PALACIO DE LA BARONESA (ARNEDO)

El capricho de la baronesa

Modernismo arnedano. En el centro de la ciudad del calzado, un edificio de 1901 recupera los aromas de la 'belle époque'

Pio García Justo Rodríguez Pio García Justo Rodríguez

En el centro de Arnedo, como un cofre dejado en herencia por alguna remota tía soltera y ricachona, sobrevive un palacete modernista que se alza en medio de un parque. Su antiguo jardín privado se ha convertido ahora en un paseo agradable, alfombrado de césped, con una fuente que se despliega en forma de estrella y un niño de bronce eternamente agachado y jugando a las canicas. A estas horas –son las once de la mañana– cae un sol despiadado y varios ciudadanos están tomando café o refrescos en las mesitas del bar, benéficamente situadas a la sombra de los árboles. A la derecha, lejos de su emplazamiento original, se conserva la vieja puerta de los jardines privados, un bello trabajo de forja, con otoñales hojas de hierro que se retuercen y parecen a punto de caer. Esa melancolía de octubre preside todo el edificio, aunque estemos en una feroz mañana de junio, luminosa y ardiente.

La Casa de la Baronesa fue, en efecto, propiedad de una baronesa. Es la suya una historia con muchos apellidos.
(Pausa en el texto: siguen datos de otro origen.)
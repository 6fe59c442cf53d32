//! HTTP middleware: bearer-token authentication and rate limiting.

pub mod auth;
pub mod rate_limit;

pub use auth::RequireAuth;
pub use rate_limit::auth_rate_limiter;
Francisco Sáenz de Tejada y Mancebo, natural de Calahorra y senador de reino, se casó en Arnedo con María Blanca de Olózaga y Ruiz, nieta de Salustiano de Olózaga, historiador y político, que fue presidente del Gobierno en 1843 y se pasó media vida yendo y viniendo del exilio. Doña Blanca decidió construirse este palacete de estilo modernista en 1901, ocho años antes de que el rey Alfonso XIII decidiera nombrar a su marido barón de Benasque. Desde entonces, la mansión se convirtió en 'la casa de la baronesa'.
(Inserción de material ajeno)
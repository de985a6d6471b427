//! Common test utilities for E2E tests

use std::collections::HashMap;
use std::sync::atomic::{AtomicUsize, Ordering};
use std::sync::{Arc, Mutex};

use async_trait::async_trait;
use axum::http::header;
use calgate::identity::{
    AuthGrant, Credential, GoogleAuthorization, IdentityProvider, ProviderError, SignInMethod,
    User,
};
use calgate::{AppState, config};
use reqwest::Response;
use tokio::net::TcpListener;

pub const GOOD_GOOGLE_CODE: &str = "good-code";
pub const GOOGLE_EMAIL: &str = "google.user@example.com";

/// In-memory identity provider with Firebase-style error codes
#[derive(Default)]
pub struct StubIdentityProvider {
    accounts: Mutex<HashMap<String, String>>,
    calls: AtomicUsize,
}

impl StubIdentityProvider {
    pub fn with_account(email: &str, password: &str) -> Self {
        let stub = Self::default();
        stub.accounts
            .lock()
            .unwrap()
            .insert(email.to_string(), password.to_string());
        stub
    }

    /// Number of sign-in / sign-up / Google calls received
    pub fn calls(&self) -> usize {
        self.calls.load(Ordering::SeqCst)
    }

    fn grant(email: &str, method: SignInMethod) -> AuthGrant {
        AuthGrant {
            user: User {
                uid: format!("uid-{}", token_for(email)),
                email: Some(email.to_string()),
                display_name: None,
                method,
            },
            credential: Credential::new(token_for(email), Some(3600)),
        }
    }
}

pub fn token_for(email: &str) -> String {
    format!("token-{}", email.replace('@', "-at-"))
}

#[async_trait]
impl IdentityProvider for StubIdentityProvider {
    async fn sign_in(&self, email: &str, password: &str) -> Result<AuthGrant, ProviderError> {
        self.calls.fetch_add(1, Ordering::SeqCst);
        let accounts = self.accounts.lock().unwrap();
        match accounts.get(email) {
            None => Err(ProviderError::rejected("EMAIL_NOT_FOUND")),
            Some(stored) if stored != password => {
                Err(ProviderError::rejected("INVALID_LOGIN_CREDENTIALS"))
            }
            Some(_) => Ok(Self::grant(email, SignInMethod::Password)),
        }
    }

    async fn sign_up(&self, email: &str, password: &str) -> Result<AuthGrant, ProviderError> {
        self.calls.fetch_add(1, Ordering::SeqCst);
        let mut accounts = self.accounts.lock().unwrap();
        if accounts.contains_key(email) {
            return Err(ProviderError::rejected("EMAIL_EXISTS"));
        }
        accounts.insert(email.to_string(), password.to_string());
        Ok(Self::grant(email, SignInMethod::Password))
    }

    async fn sign_in_with_google(
        &self,
        authorization: &GoogleAuthorization,
    ) -> Result<AuthGrant, ProviderError> {
        self.calls.fetch_add(1, Ordering::SeqCst);
        if authorization.code == GOOD_GOOGLE_CODE {
            Ok(Self::grant(GOOGLE_EMAIL, SignInMethod::Google))
        } else {
            Err(ProviderError::rejected("invalid_grant"))
        }
    }

    async fn lookup(&self, credential: &Credential) -> Result<User, ProviderError> {
        let accounts = self.accounts.lock().unwrap();
        accounts
            .keys()
            .map(String::as_str)
            .chain(std::iter::once(GOOGLE_EMAIL))
            .find(|email| token_for(email) == credential.token())
            .map(|email| Self::grant(email, SignInMethod::Password).user)
            .ok_or_else(|| ProviderError::rejected("INVALID_ID_TOKEN"))
    }
}

pub fn test_config() -> config::AppConfig {
    config::AppConfig {
        server: config::ServerConfig {
            host: "127.0.0.1".to_string(),
            port: 0,
            domain: "localhost:3000".to_string(),
            protocol: "http".to_string(),
        },
        identity: config::IdentityConfig {
            api_key: "test-api-key".to_string(),
            identity_toolkit_url: "http://127.0.0.1:9/v1".to_string(),
            google: config::GoogleOAuthConfig {
                client_id: "test-client-id".to_string(),
                client_secret: "test-client-secret".to_string(),
                auth_url: "https://accounts.google.com/o/oauth2/v2/auth".to_string(),
                token_url: "http://127.0.0.1:9/token".to_string(),
            },
        },
        session: config::SessionConfig { max_age: 3600 },
        logging: config::LoggingConfig {
            level: "info".to_string(),
            format: "pretty".to_string(),
        },
    }
}

/// Server bound to a random local port, backed by an in-memory provider
pub struct TestServer {
    pub addr: String,
    pub state: AppState,
    pub identity: Arc<StubIdentityProvider>,
    pub client: reqwest::Client,
}

impl TestServer {
    pub async fn new() -> Self {
        Self::with_identity(StubIdentityProvider::default()).await
    }

    pub async fn with_identity(identity: StubIdentityProvider) -> Self {
        let identity = Arc::new(identity);
        let state = AppState::with_identity(test_config(), identity.clone());

        // Redirects are asserted on, never followed
        let client = reqwest::Client::builder()
            .redirect(reqwest::redirect::Policy::none())
            .timeout(std::time::Duration::from_secs(10))
            .build()
            .unwrap();

        let listener = TcpListener::bind("127.0.0.1:0").await.unwrap();
        let addr = format!("http://{}", listener.local_addr().unwrap());

        let app = calgate::build_router(state.clone());
        tokio::spawn(async move {
            axum::serve(listener, app).await.unwrap();
        });

        Self {
            addr,
            state,
            identity,
            client,
        }
    }

    /// Get base URL for requests
    pub fn url(&self, path: &str) -> String {
        format!("{}{}", self.addr, path)
    }

    pub async fn get(&self, path: &str, cookie: Option<&str>) -> Response {
        let mut request = self.client.get(self.url(path));
        if let Some(cookie) = cookie {
            request = request.header(header::COOKIE, cookie);
        }
        request.send().await.expect("request succeeds")
    }

    pub async fn post(&self, path: &str, cookie: Option<&str>) -> Response {
        let mut request = self.client.post(self.url(path));
        if let Some(cookie) = cookie {
            request = request.header(header::COOKIE, cookie);
        }
        request.send().await.expect("request succeeds")
    }

    pub async fn post_form(&self, path: &str, form: &[(&str, &str)]) -> Response {
        self.post_form_with_cookie(path, form, None).await
    }

    pub async fn post_form_with_cookie(
        &self,
        path: &str,
        form: &[(&str, &str)],
        cookie: Option<&str>,
    ) -> Response {
        let mut request = self.client.post(self.url(path)).form(form);
        if let Some(cookie) = cookie {
            request = request.header(header::COOKIE, cookie);
        }
        request.send().await.expect("request succeeds")
    }
}

pub fn location(response: &Response) -> Option<&str> {
    response
        .headers()
        .get(header::LOCATION)
        .and_then(|value| value.to_str().ok())
}

/// All `Set-Cookie` header values
pub fn set_cookies(response: &Response) -> Vec<String> {
    response
        .headers()
        .get_all(header::SET_COOKIE)
        .iter()
        .filter_map(|value| value.to_str().ok())
        .map(ToOwned::to_owned)
        .collect()
}

/// `Set-Cookie` value for `name`, if the response sets it
pub fn set_cookie(response: &Response, name: &str) -> Option<String> {
    let prefix = format!("{name}=");
    set_cookies(response)
        .into_iter()
        .find(|cookie| cookie.starts_with(&prefix))
}

/// `name=value` pair suitable for a `Cookie` request header
pub fn cookie_pair(set_cookie: &str) -> String {
    set_cookie
        .split(';')
        .next()
        .unwrap_or_default()
        .to_string()
}

pub async fn body_text(response: Response) -> String {
    response.text().await.expect("response body")
}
El palacio de la baronesa se ha convertido en casa de arte y sede de la escuela municipal de música, con casi 200 alumnos

Un flamear de banderas en su fachada (la de Arnedo, la de La Rioja y la de España) y un continuo entrar y salir de gente en mangas de camisa indica que en la mansión ya no hay baronesas con sombrillas de encaje merendando té con pastas, sino algún organismo oficial y un bar abierto en la planta baja. La entrada mantiene la apostura de sus años mozos, con un cuerpo central que avanza como dando un paso al frente para recibir al visitante. El edificio ha sido varias veces reformado y apenas conserva rasgos de su traza original, pero mantiene algunos detalles muy 'belle époque': el pavimento blanco con rombos negros de la entrada, las puertas de madera con celosía de forja, la escalera central. Un adorno selvático con bombillas en sus extremos, que recuerda remotamente a una planta carnívora, se convierte luego en una barandilla sujeta por filigranas de hierro. En la pared central, una hermosa vidriera original absorbe la luz de junio y la convierte en un haz de colores. No hay santos ni vírgenes en esta vidriera, sino flores azules y motivos heráldicos que se recortan sobre cristales verdes y rojos.

En esta nueva vida, el palacio de la baronesa se ha convertido en casa de arte y sede de la escuela municipal de música Agustín Ruiz, con casi 200 alumnos apuntados. También acoge algunos servicios administrativos, como el área de desarrollo local y empleo. Tanto el primer como el segundo piso está dividido en aulas. Hay nueve en funcionamiento. Cuando uno se asoma a las habitaciones, de tamaños diferentes, se topa con pianos, con baterías, con partituras, con pupitres escolares. En las paredes hay colgados dibujos infantiles con tambores, guitarras, trompetas y flautas sonrientes. En las salas más amplias afinan sus instrumentos la banda municipal de música y el orfeón Celso Díaz. Desde algunas ventanas se observa la venerable mole del castillo, restaurada minutos antes de fundirse con la montaña.

Galería de imágenes

Imagen del edificio, en el centro de Arnedo, desde uno de los accesos a la entrada principal

La sala principal, que durante unos años ofició como pequeño museo de la Celtiberia, es hoy un despacho oficial de empaque, dispuesto para las grandes ocasiones. Los ventanales se abren a los jardines, en la pared contraria están las fotografías de los alcaldes arnedanos de la democracia –solo falta el actual– y la estancia mantiene el artesonado original, un poco apabullante, con mucha filigrana de madera. Sobre un mueble noble, con remates dorados, la humilde estatuilla de un zapatero nos recuerda que, por mucha baronesa de Benasque que aquí viviese, estamos en Arnedo.